Le rovine di un'antica costruzione medioevale rilucevano in bella mostra sotto il sole di mezzogiorno. Immobili, nella loro staticità eterna. Ancora imponenti malgrado i secoli e l'incuria.
«Questo è l'antico lazzaretto di Noli. Quassù venivano portati i lebbrosi, così da tenerli lontani dalla città.» sussurrò Massimo guardandola negli occhi. «È citato in molti libri del 1200, poi le sue tracce vanno via via scemando, fino a trovarne un'ultima testimonianza nel libro della salute, redatto da uno speziale intorno al 1550. Si pensava che fosse andato distrutto!»
«Come fai ad essere sicuro che sia proprio il vecchio lazzaretto, Massimo?»
«Guarda lì!» le rispose lui, indicando una pietra proprio accanto alla porta da cui erano appena passati, sulla quale era inciso un simbolo in basso rilievo. «Quella è la croce ottagona dei cavalieri di San Lazzaro!»
Francesca si portò una mano alla bocca.
Lei non aveva mai visto una croce ottagona, e se non ce l'avesse avuta incisa davanti, probabilmente non sarebbe stata in grado di riconoscerla nemmeno se gliela avessero descritta.
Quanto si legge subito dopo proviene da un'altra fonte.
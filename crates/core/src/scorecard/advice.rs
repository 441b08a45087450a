//! Score bands, recommendations and insights derived from category scores.

use chrono::{DateTime, Utc};

use super::model::{
    CategoryScore, FinancialSnapshot, Insight, InsightType, Recommendation,
    RecommendationPriority, ScoreBand, ScoreCard, ScoreCategory,
};

pub const UNAVAILABLE_LEVEL: &str = "Unavailable";

/// Bands are user-facing copy; keep them stable.
pub const SCORE_BANDS: [ScoreBand; 5] = [
    ScoreBand {
        min: 90,
        max: 100,
        level: "Excellent",
        color: "green",
        description: "Outstanding financial health. Keep up the great habits.",
    },
    ScoreBand {
        min: 75,
        max: 89,
        level: "Strong",
        color: "teal",
        description: "Your finances are in strong shape with a few areas to polish.",
    },
    ScoreBand {
        min: 60,
        max: 74,
        level: "Good",
        color: "blue",
        description: "A solid foundation. Targeted improvements will raise your score.",
    },
    ScoreBand {
        min: 40,
        max: 59,
        level: "Fair",
        color: "orange",
        description: "Some areas need attention to strengthen your financial health.",
    },
    ScoreBand {
        min: 0,
        max: 39,
        level: "Needs Attention",
        color: "red",
        description: "Your finances need attention. Start with the recommendations below.",
    },
];

/// Categories below this percentage earn a recommendation.
const RECOMMENDATION_CUTOFF: u32 = 70;
const MAX_RECOMMENDATIONS: usize = 3;
/// Minimum number of income and expense records for trend insights
const TREND_WINDOW: usize = 3;

pub fn band_for(score: u32) -> ScoreBand {
    SCORE_BANDS
        .iter()
        .copied()
        .find(|band| score >= band.min && score <= band.max)
        .unwrap_or(SCORE_BANDS[0])
}

/// Percentage below which the urgent wording is used, with both wordings.
fn category_advice(category: ScoreCategory) -> (u32, &'static str, &'static str) {
    match category {
        ScoreCategory::IncomeStability => (
            50,
            "Your income is irregular. Track every pay period and look for a second income source to build stability.",
            "Keep tracking your income each period and consider diversifying your income sources.",
        ),
        ScoreCategory::SavingsRatio => (
            30,
            "You're saving little or nothing. Set up an automatic transfer to savings on payday, even if it's small.",
            "You're close to your savings target. Trim one discretionary category to close the gap.",
        ),
        ScoreCategory::InvestmentHealth => (
            40,
            "Start investing regularly, beginning with a retirement account such as a 401k or IRA.",
            "Broaden your investments across more asset types to improve diversification.",
        ),
        ScoreCategory::DebtManagement => (
            50,
            "Your debt load is high. Prioritise paying down high-interest balances first.",
            "Keep reducing your debt and avoid adding new high-interest balances.",
        ),
        ScoreCategory::ExpenseControl => (
            40,
            "Categorize your expenses and set budgets for your biggest spending categories.",
            "Review the budgets you're exceeding and adjust your spending or your limits.",
        ),
        ScoreCategory::GoalProgress => (
            40,
            "Set at least one concrete savings goal and contribute to it every month.",
            "Increase contributions to the goals furthest from completion.",
        ),
        ScoreCategory::GuardrailsUsage => (
            40,
            "Set spending limits on your most frequent expense categories to catch overspending early.",
            "Add limits to more categories and keep an eye on the ones you've exceeded.",
        ),
        ScoreCategory::General | ScoreCategory::System => (
            0,
            "Review your finances regularly.",
            "Review your finances regularly.",
        ),
    }
}

/// Up to three recommendations for the weakest categories, padded with
/// general advice.
pub fn build_recommendations(scores: &[CategoryScore]) -> Vec<Recommendation> {
    let mut weakest: Vec<&CategoryScore> = scores
        .iter()
        .filter(|s| s.percentage < RECOMMENDATION_CUTOFF)
        .collect();
    weakest.sort_by_key(|s| s.percentage);

    let mut recommendations: Vec<Recommendation> = weakest
        .into_iter()
        .take(MAX_RECOMMENDATIONS)
        .map(|score| {
            let (urgent_below, urgent, moderate) = category_advice(score.category);
            let (text, priority) = if score.percentage < urgent_below {
                (urgent, RecommendationPriority::High)
            } else {
                (moderate, RecommendationPriority::Medium)
            };
            Recommendation {
                category: score.category,
                text: text.to_string(),
                priority,
            }
        })
        .collect();

    if recommendations.len() < MAX_RECOMMENDATIONS {
        recommendations.push(Recommendation {
            category: ScoreCategory::General,
            text: "Schedule a monthly review of your budget, goals and spending limits."
                .to_string(),
            priority: RecommendationPriority::Low,
        });
    }
    if recommendations.len() < MAX_RECOMMENDATIONS {
        recommendations.push(Recommendation {
            category: ScoreCategory::General,
            text: "Build an emergency fund covering three to six months of expenses."
                .to_string(),
            priority: RecommendationPriority::Low,
        });
    }
    recommendations
}

/// Percent change across the last three values, `None` when the window is
/// too short or starts at zero.
fn trailing_trend(values: &[f64]) -> Option<f64> {
    if values.len() < TREND_WINDOW {
        return None;
    }
    let window = &values[values.len() - TREND_WINDOW..];
    let start = window[0];
    let end = window[TREND_WINDOW - 1];
    if start <= 0.0 {
        return None;
    }
    Some((end - start) / start * 100.0)
}

pub fn build_insights(
    snapshot: &FinancialSnapshot,
    scores: &[CategoryScore],
    savings_target: f64,
) -> Vec<Insight> {
    let mut insights = Vec::new();

    // First category wins ties
    let best = scores
        .iter()
        .reduce(|best, s| if s.percentage > best.percentage { s } else { best });
    if let Some(best) = best {
        insights.push(Insight {
            title: format!("Strength: {}", best.name),
            text: best
                .details
                .first()
                .cloned()
                .unwrap_or_else(|| format!("{} is your strongest area.", best.name)),
            insight_type: InsightType::Positive,
        });
    }

    if snapshot.income.len() >= TREND_WINDOW && snapshot.expenses.len() >= TREND_WINDOW {
        let income: Vec<f64> = snapshot.income.iter().map(|r| r.amount).collect();
        let expenses: Vec<f64> = snapshot.expenses.iter().map(|r| r.amount.abs()).collect();

        if let Some(trend) = trailing_trend(&income) {
            if trend > 5.0 {
                insights.push(Insight {
                    title: "Income is trending up".to_string(),
                    text: format!("Your income rose {:.1}% over the last three periods.", trend),
                    insight_type: InsightType::Positive,
                });
            } else if trend < -5.0 {
                insights.push(Insight {
                    title: "Income is trending down".to_string(),
                    text: format!(
                        "Your income fell {:.1}% over the last three periods.",
                        trend.abs()
                    ),
                    insight_type: InsightType::Negative,
                });
            }
        }
        if let Some(trend) = trailing_trend(&expenses) {
            if trend > 10.0 {
                insights.push(Insight {
                    title: "Spending is rising".to_string(),
                    text: format!(
                        "Your expenses grew {:.1}% over the last three periods.",
                        trend
                    ),
                    insight_type: InsightType::Negative,
                });
            } else if trend < -5.0 {
                insights.push(Insight {
                    title: "Spending is easing".to_string(),
                    text: format!(
                        "Your expenses dropped {:.1}% over the last three periods.",
                        trend.abs()
                    ),
                    insight_type: InsightType::Positive,
                });
            }
        }
    }

    insights.push(Insight {
        title: "Savings target".to_string(),
        text: format!("Your target is to save {:.0}% of your income.", savings_target),
        insight_type: InsightType::Neutral,
    });
    insights
}

/// Fallback returned when a scorecard cannot be computed.
pub fn degraded_scorecard(user_id: &str, now: DateTime<Utc>, reason: &str) -> ScoreCard {
    ScoreCard {
        user_id: user_id.to_string(),
        generated_at: now,
        overall_score: 0,
        category_scores: Vec::new(),
        recommendations: vec![Recommendation {
            category: ScoreCategory::System,
            text: format!(
                "We couldn't calculate your financial wellness score ({}). Please try again later.",
                reason
            ),
            priority: RecommendationPriority::High,
        }],
        insights: Vec::new(),
        score_level: UNAVAILABLE_LEVEL.to_string(),
        score_color: "gray".to_string(),
        score_description: "Your score is temporarily unavailable.".to_string(),
        degraded: true,
    }
}

#[cfg(test)]
mod tests {
    use super::*;
    use crate::scorecard::model::{SnapshotExpense, SnapshotIncome};

    fn score(category: ScoreCategory, points: u32, max: u32) -> CategoryScore {
        CategoryScore::new(category, points, max, vec![format!("{} detail", category)])
    }

    #[test]
    fn test_band_boundaries() {
        assert_eq!(band_for(100).level, "Excellent");
        assert_eq!(band_for(90).level, "Excellent");
        assert_eq!(band_for(89).level, "Strong");
        assert_eq!(band_for(75).level, "Strong");
        assert_eq!(band_for(74).level, "Good");
        assert_eq!(band_for(60).level, "Good");
        assert_eq!(band_for(59).level, "Fair");
        assert_eq!(band_for(40).level, "Fair");
        assert_eq!(band_for(39).level, "Needs Attention");
        assert_eq!(band_for(0).level, "Needs Attention");
    }

    #[test]
    fn test_recommendations_target_weakest_categories() {
        let scores = vec![
            score(ScoreCategory::IncomeStability, 20, 20),
            score(ScoreCategory::SavingsRatio, 8, 20),
            score(ScoreCategory::InvestmentHealth, 0, 15),
            score(ScoreCategory::DebtManagement, 10, 15),
            score(ScoreCategory::ExpenseControl, 8, 15),
            score(ScoreCategory::GoalProgress, 10, 10),
        ];
        let recs = build_recommendations(&scores);
        let categories: Vec<ScoreCategory> = recs.iter().map(|r| r.category).collect();
        assert_eq!(
            categories,
            vec![
                ScoreCategory::InvestmentHealth,
                ScoreCategory::SavingsRatio,
                ScoreCategory::ExpenseControl
            ]
        );
        // savings at 40% is above its 30% urgent cutoff
        assert_eq!(recs[0].priority, RecommendationPriority::High);
        assert_eq!(recs[1].priority, RecommendationPriority::Medium);
        assert_eq!(recs[2].priority, RecommendationPriority::Medium);
    }

    #[test]
    fn test_recommendations_padded_with_general_advice() {
        let strong = vec![score(ScoreCategory::IncomeStability, 20, 20)];
        let recs = build_recommendations(&strong);
        assert_eq!(recs.len(), 2);
        assert!(recs.iter().all(|r| r.category == ScoreCategory::General));

        let one_weak = vec![score(ScoreCategory::GoalProgress, 2, 10)];
        let recs = build_recommendations(&one_weak);
        assert_eq!(recs.len(), 3);
        assert_eq!(recs[0].category, ScoreCategory::GoalProgress);
    }

    #[test]
    fn test_insights_with_trends() {
        let income = [3000.0, 3000.0, 3300.0]
            .iter()
            .map(|&amount| SnapshotIncome {
                amount,
                source: None,
                date: None,
            })
            .collect();
        let expenses = [1000.0, 1100.0, 1200.0]
            .iter()
            .map(|&amount| SnapshotExpense {
                amount: -amount,
                category: None,
                date: None,
            })
            .collect();
        let snapshot = FinancialSnapshot {
            income,
            expenses,
            ..Default::default()
        };
        let scores = vec![
            score(ScoreCategory::SavingsRatio, 12, 20),
            score(ScoreCategory::DebtManagement, 15, 15),
        ];
        let insights = build_insights(&snapshot, &scores, 25.0);
        assert_eq!(insights.len(), 4);
        assert_eq!(insights[0].title, "Strength: Debt Management");
        assert_eq!(insights[0].text, "debt_management detail");
        assert_eq!(insights[1].insight_type, InsightType::Positive);
        assert_eq!(insights[2].insight_type, InsightType::Negative);
        assert_eq!(insights[3].insight_type, InsightType::Neutral);
        assert_eq!(insights[3].text, "Your target is to save 25% of your income.");
    }

    #[test]
    fn test_degraded_scorecard() {
        let card = degraded_scorecard("u1", Utc::now(), "data unavailable");
        assert_eq!(card.overall_score, 0);
        assert_eq!(card.score_level, UNAVAILABLE_LEVEL);
        assert_eq!(card.recommendations.len(), 1);
        assert_eq!(card.recommendations[0].category, ScoreCategory::System);
        assert_eq!(card.recommendations[0].priority, RecommendationPriority::High);
        assert!(card.degraded);
    }
}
Ma se Massimo diceva che quello era il simbolo dei cavalieri di San Lazzaro, allora quello era il simbolo dei cavalieri di San Lazzaro. Non c'erano dubbi!
Evidentemente la sua faccia stupita non sfuggì al professore, abituato a rapportarsi con l'ignoranza travestita alla bene meglio da ore di studio, che proseguì argomentando meglio la sua tesi.
«I cavalieri di San Lazzaro, conosciuti anche come Lazzariti, furono dapprima religiosi ospedalieri e poi militari, appartenenti all'ordine di San Lazzaro di Gerusalemme. Nacquero appunto a Gerusalemme, intorno al 1100 d.c., per dare cure ed assistenza ai lebbrosi. A differenza degli altri ordini militari e religiosi che si stabilirono in Terra Santa in quel periodo, i Lazzariti non dipendevano dalla chiesa Latina, ma dalla chiesa d'Oriente, anche se dopo qualche anno passarono sotto la giurisdizione della Sacra Romana Chiesa.
A seguito della crociata del 1099 d.c., alla quale Noli partecipò brandendo il suo stemma, si diffusero lentamente in tutta Europa, e in particolar modo nelle repubbliche marinare italiane. Seguaci della regola di Sant'Agostino, vennero ufficializzati come ordine l'11 aprile del 1255, con bolla papale di papa Alessandro IV. La loro principale attività nei secoli, oltre alla cura dei poveri disgraziati che contraevano la lebbra, era quella di accogliere cavalieri di altri ordini, affetti dalla stessa malattia. Persino il grande ordine dei Templari, prevedeva nella sua regola la possibilità di entrare nell'ordine dei Lazzariti, per i cavalieri vittime del morbo.
Non è ben chiaro quando esattamente i cavalieri di San Lazzaro si trasformarono da ordine semplicemente monastico in ordine militare a tutti gli effetti, l'unica cosa certa è che parteciparono attivamente, brandendo le armi, durante la presa di San Giovanni d'Acri, nel 1191 d.c.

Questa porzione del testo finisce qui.